Although a global market in natural gas appears to be on the horizon, we are not there yet. The gas market today consists mainly of three distinct major regional markets—East Asia, Europe, and North America—whose supply chains are also largely distinct from each other. The key to changing this will be an expansion in worldwide LNG tanker carrying capacity, LNG plants, and receiving terminals. As a strictly economic matter, this looks likely. The costs associated with LNG production and transport have dropped by about 30% during the past few years. Once a very costly way of moving and obtaining gas, LNG is now a moneymaker at prices well below today’s current price levels for natural gas. (Some estimates have the United States overtaking Japan as the world’s leader in LNG imports, with some 20% to 25% of U.S. gas consumption being fed by LNG by 2020.) In theory, with an LNG global supply system being the linchpin, the natural gas market could become a commodity market in which prices are kept as low as economically possible in light of actual demand, and in which a diversified set of suppliers reduces the ability of one supplier to manipulate the market over time.
However, for LNG to play its role in helping to develop a global gas market, a significant expansion in LNG port and regasification facilities will be needed, especially in the United States. Although there are proposals to substantially increase the number of regasification terminals in the United States and federal regulators have made it somewhat easier to move these proposals along, there remains strong resistance among local communities and the states to allowing LNG sites. Environmental and post-9/11 security concerns have driven the debate. Although LNG “has a proven safety record with 33,000 carrier voyages covering 60 million miles with no major accidents over a 40-year history,” according to a National Petroleum Council report, the federal government will have to increase public confidence in the safety of natural gas facilities from accidents or terrorist attacks by mandating increased government scrutiny if today’s thin public support for expanding LNG infrastructure is to be overcome.

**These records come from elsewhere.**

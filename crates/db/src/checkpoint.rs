// Copyright (C) 2025 Ryan Daum <ryan.daum@gmail.com> This program is free
// software: you can redistribute it and/or modify it under the terms of the GNU
// General Public License as published by the Free Software Foundation, version
// 3.
//
// This program is distributed in the hope that it will be useful, but WITHOUT
// ANY WARRANTY; without even the implied warranty of MERCHANTABILITY or FITNESS
// FOR A PARTICULAR PURPOSE. See the GNU General Public License for more details.
//
// You should have received a copy of the GNU General Public License along with
// this program. If not, see <https://www.gnu.org/licenses/>.
//

use crate::edit_object::{DBEditObject, ObjectStatus};
use crate::fields::FieldValue;
use crate::invid::{FieldId, Invid};
use ahash::AHashSet;
use std::collections::BTreeMap;

/// A human-readable event recorded by a transaction and emitted when it commits.
#[derive(Clone, Debug, Eq, PartialEq)]
pub struct LogEvent {
    pub kind: String,
    pub description: String,
    pub objects: Vec<Invid>,
}

/// The saved state of one object at a checkpoint.
#[derive(Clone, Debug)]
pub struct DBCheckPointObj {
    pub invid: Invid,
    pub status: ObjectStatus,
    pub fields: BTreeMap<FieldId, FieldValue>,
}

impl From<&DBEditObject> for DBCheckPointObj {
    fn from(object: &DBEditObject) -> Self {
        Self {
            invid: object.invid(),
            status: object.status(),
            fields: object.fields().clone(),
        }
    }
}

/// Everything a transaction needs to return to a named point: its objects, its log events,
/// and its session's delete-locks. Namespaces checkpoint themselves under the same name.
#[derive(Clone, Debug)]
pub struct DBCheckPoint {
    pub name: String,
    pub objects: Vec<DBCheckPointObj>,
    pub log_events: Vec<LogEvent>,
    pub delete_locks: AHashSet<Invid>,
}

impl DBCheckPoint {
    pub fn get(&self, invid: Invid) -> Option<&DBCheckPointObj> {
        self.objects.iter().find(|o| o.invid == invid)
    }
}

/// Named checkpoints in the order they were taken. Names may repeat; lookups find the most
/// recent. Going back to (or popping) a checkpoint discards every checkpoint taken after it.
#[derive(Default)]
pub(crate) struct CheckpointStack {
    entries: Vec<DBCheckPoint>,
}

impl CheckpointStack {
    pub fn push(&mut self, checkpoint: DBCheckPoint) {
        self.entries.push(checkpoint);
    }

    /// Remove the named checkpoint and all later ones, returning the named one.
    pub fn take(&mut self, name: &str) -> Option<DBCheckPoint> {
        let pos = self.entries.iter().rposition(|c| c.name == name)?;
        self.entries.drain(pos..).next()
    }

    pub fn names(&self) -> impl Iterator<Item = &str> {
        self.entries.iter().map(|c| c.name.as_str())
    }

    pub fn clear(&mut self) {
        self.entries.clear();
    }
}

#[cfg(test)]
mod tests {
    use super::*;

    fn checkpoint(name: &str) -> DBCheckPoint {
        DBCheckPoint {
            name: name.to_string(),
            objects: vec![],
            log_events: vec![],
            delete_locks: AHashSet::new(),
        }
    }

    #[test]
    fn test_take_discards_later_checkpoints() {
        let mut stack = CheckpointStack::default();
        for name in ["a", "b", "c"] {
            stack.push(checkpoint(name));
        }
        assert_eq!(stack.take("b").unwrap().name, "b");
        assert_eq!(stack.names().collect::<Vec<_>>(), vec!["a"]);
        assert!(stack.take("c").is_none());
    }

    #[test]
    fn test_repeated_names_find_latest() {
        let mut stack = CheckpointStack::default();
        stack.push(checkpoint("x"));
        stack.push(checkpoint("y"));
        stack.push(checkpoint("x"));
        stack.take("x");
        assert_eq!(stack.names().collect::<Vec<_>>(), vec!["x", "y"]);
    }
}
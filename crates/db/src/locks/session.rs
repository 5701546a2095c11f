// Copyright (C) 2025 Ryan Daum <ryan.daum@gmail.com> This program is free
// software: you can redistribute it and/or modify it under the terms of the GNU
// General Public License as published by the Free Software Foundation, version
// 3.
//
// This program is distributed in the hope that it will be useful, but WITHOUT
// ANY WARRANTY; without even the implied warranty of MERCHANTABILITY or FITNESS
// FOR A PARTICULAR PURPOSE. See the GNU General Public License for more details.
//
// You should have received a copy of the GNU General Public License along with
// this program. If not, see <https://www.gnu.org/licenses/>.
//

use crate::error::SessionError;
use crate::invid::BaseId;
use crate::locks::{DBDumpLock, DBLock, DBReadLock, DBWriteLock, LockKind, LockManager};
use crate::object::SessionId;
use std::sync::Arc;

/// Per-session front end to the lock manager. A session holds locks of a single kind at a
/// time, and its read locks may not overlap its write lock; requests breaking either rule fail
/// at once instead of deadlocking against the session's own locks.
pub struct DBSessionLockManager {
    manager: Arc<LockManager>,
    key: SessionId,
}

impl DBSessionLockManager {
    pub fn new(manager: Arc<LockManager>, key: SessionId) -> Self {
        Self { manager, key }
    }

    fn check(&self, kind: LockKind, bases: &[BaseId]) -> Result<(), SessionError> {
        let held = self.manager.locks_for_key(self.key);
        if kind == LockKind::Read
            && held
                .iter()
                .any(|l| l.kind == LockKind::Write && l.bases.iter().any(|b| bases.contains(b)))
        {
            return Err(SessionError::OverlapsWriteLock);
        }
        match held.iter().find(|l| l.kind != kind || kind != LockKind::Read) {
            Some(conflict) => Err(SessionError::LockClassConflict(conflict.kind)),
            None => Ok(()),
        }
    }

    pub fn open_read_lock(&self, bases: Vec<BaseId>) -> Result<DBReadLock, SessionError> {
        self.check(LockKind::Read, &bases)?;
        let mut lock = DBReadLock::new(&self.manager, self.key, bases)?;
        lock.establish()?;
        Ok(lock)
    }

    pub fn open_write_lock(&self, bases: Vec<BaseId>) -> Result<DBWriteLock, SessionError> {
        self.check(LockKind::Write, &bases)?;
        let mut lock = DBWriteLock::new(&self.manager, self.key, bases)?;
        lock.establish()?;
        Ok(lock)
    }

    pub fn open_dump_lock(&self) -> Result<DBDumpLock, SessionError> {
        self.check(LockKind::Dump, &[])?;
        let mut lock = DBDumpLock::new(&self.manager, self.key)?;
        lock.establish()?;
        Ok(lock)
    }

    /// Whether this session holds any lock covering `base`.
    pub fn is_locked(&self, base: BaseId) -> bool {
        self.manager
            .locks_for_key(self.key)
            .iter()
            .any(|l| l.locked && l.bases.contains(&base))
    }

    pub fn held(&self) -> usize {
        self.manager
            .locks_for_key(self.key)
            .iter()
            .filter(|l| l.locked)
            .count()
    }

    /// Abort every lock this session holds or is waiting on.
    pub fn release_all(&self) {
        self.manager.abort_key(self.key);
    }
}
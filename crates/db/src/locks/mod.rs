// Copyright (C) 2025 Ryan Daum <ryan.daum@gmail.com> This program is free
// software: you can redistribute it and/or modify it under the terms of the GNU
// General Public License as published by the Free Software Foundation, version
// 3.
//
// This program is distributed in the hope that it will be useful, but WITHOUT
// ANY WARRANTY; without even the implied warranty of MERCHANTABILITY or FITNESS
// FOR A PARTICULAR PURPOSE. See the GNU General Public License for more details.
//
// You should have received a copy of the GNU General Public License along with
// this program. If not, see <https://www.gnu.org/licenses/>.
//

mod manager;
mod session;

pub use manager::{BaseQueue, DEFAULT_POLL_INTERVAL, LockId, LockInfo, LockManager};
pub use session::DBSessionLockManager;

use crate::error::LockError;
use crate::invid::BaseId;
use crate::object::SessionId;
use std::sync::Arc;
use std::time::Duration;
use strum::Display;

#[derive(Copy, Clone, Debug, Eq, PartialEq, Hash, Display)]
#[strum(serialize_all = "lowercase")]
pub enum LockKind {
    Read,
    Write,
    Dump,
}

/// The contract shared by read, write and dump locks. Locks are not reentrant: a lock is
/// established at most once, and once aborted can never be established.
pub trait DBLock {
    fn kind(&self) -> LockKind;

    fn key(&self) -> SessionId;

    /// Block until the lock is granted. Fails if the lock is aborted while waiting.
    fn establish(&mut self) -> Result<(), LockError>;

    /// As `establish`, giving up after `timeout`.
    fn establish_timeout(&mut self, timeout: Duration) -> Result<(), LockError>;

    /// Give the lock up. Always safe, even if it was never established.
    fn release(&mut self);

    /// Wake a blocked `establish` with failure and poison the lock.
    fn abort(&self);

    fn is_locked(&self) -> bool;

    /// Whether this lock is held and covers `base`.
    fn is_locked_on(&self, base: BaseId) -> bool;

    /// A handle another thread can use to abort this lock.
    fn abort_handle(&self) -> AbortHandle;
}

/// Aborts a lock from another thread, e.g. when its session is being shut down.
#[derive(Clone)]
pub struct AbortHandle {
    manager: Arc<LockManager>,
    id: LockId,
}

impl AbortHandle {
    pub fn abort(&self) {
        self.manager.abort(self.id);
    }
}

struct LockCore {
    manager: Arc<LockManager>,
    id: LockId,
    key: SessionId,
    kind: LockKind,
    bases: Vec<BaseId>,
}

impl LockCore {
    fn new(
        manager: &Arc<LockManager>,
        key: SessionId,
        kind: LockKind,
        bases: Vec<BaseId>,
    ) -> Result<Self, LockError> {
        let id = manager.register(key, kind, bases.clone())?;
        Ok(Self {
            manager: manager.clone(),
            id,
            key,
            kind,
            bases,
        })
    }
}

impl Drop for LockCore {
    fn drop(&mut self) {
        self.manager.forget(self.id);
    }
}

macro_rules! db_lock {
    ($name:ident, $doc:literal) => {
        #[doc = $doc]
        pub struct $name {
            core: LockCore,
        }

        impl $name {
            pub fn bases(&self) -> &[BaseId] {
                &self.core.bases
            }
        }

        impl DBLock for $name {
            fn kind(&self) -> LockKind {
                self.core.kind
            }

            fn key(&self) -> SessionId {
                self.core.key
            }

            fn establish(&mut self) -> Result<(), LockError> {
                self.core.manager.establish(self.core.id, None)
            }

            fn establish_timeout(&mut self, timeout: Duration) -> Result<(), LockError> {
                self.core.manager.establish(self.core.id, Some(timeout))
            }

            fn release(&mut self) {
                self.core.manager.release(self.core.id);
            }

            fn abort(&self) {
                self.core.manager.abort(self.core.id);
            }

            fn is_locked(&self) -> bool {
                self.core.manager.is_locked(self.core.id)
            }

            fn is_locked_on(&self, base: BaseId) -> bool {
                self.core.bases.contains(&base) && self.is_locked()
            }

            fn abort_handle(&self) -> AbortHandle {
                AbortHandle {
                    manager: self.core.manager.clone(),
                    id: self.core.id,
                }
            }
        }

        impl std::fmt::Debug for $name {
            fn fmt(&self, f: &mut std::fmt::Formatter<'_>) -> std::fmt::Result {
                f.debug_struct(stringify!($name))
                    .field("id", &self.core.id)
                    .field("key", &self.core.key)
                    .field("bases", &self.core.bases)
                    .finish()
            }
        }
    };
}

db_lock!(
    DBReadLock,
    "Shared access to a set of bases. Any number of readers may hold a base at once."
);
db_lock!(
    DBWriteLock,
    "Exclusive access to a set of bases, taken by a committing transaction."
);
db_lock!(
    DBDumpLock,
    "Holds back writers on every base while the store is written to disk."
);

impl DBReadLock {
    pub fn new(
        manager: &Arc<LockManager>,
        key: SessionId,
        bases: Vec<BaseId>,
    ) -> Result<Self, LockError> {
        Ok(Self {
            core: LockCore::new(manager, key, LockKind::Read, bases)?,
        })
    }
}

impl DBWriteLock {
    pub fn new(
        manager: &Arc<LockManager>,
        key: SessionId,
        bases: Vec<BaseId>,
    ) -> Result<Self, LockError> {
        Ok(Self {
            core: LockCore::new(manager, key, LockKind::Write, bases)?,
        })
    }
}

impl DBDumpLock {
    /// A dump lock always covers every base known to the manager.
    pub fn new(manager: &Arc<LockManager>, key: SessionId) -> Result<Self, LockError> {
        let bases = manager.bases();
        Ok(Self {
            core: LockCore::new(manager, key, LockKind::Dump, bases)?,
        })
    }
}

Finally, although the creation of a global natural gas market would enhance U.S. national security, a just-in-time supply of gas, like the global market for oil, will be vulnerable to spot disruptions either for political reasons (unrest in a supplier country) or environmental causes (such as hurricanes). In the past, long-term contracts from individual suppliers to specific country consumers essentially isolated the problem of dips in supply and price spikes. In a future integrated global market, disruptions or discontinuities in supply or demand will have global effects. As a result, “gas users in Japan, for instance, will have a vested interest in the stability of South American gas reaching the U.S. West Coast . . . and the European Union will be compelled to monitor the political situation in gas-producing regions as remote as the Russian Far-East and Venezuela,” points out a 2005 report from the James A. Baker Institute for Public Policy at Rice University. To mitigate this potential problem, governments will need to store reserves of natural gas, as the United States does oil in its Strategic Petroleum Reserve, in order to provide a margin of safety against severe disruptions in supplies. Taking this and the other steps outlined above should prevent the pending crisis in natural gas supply and improve not only U.S. energy security but its security interests as well.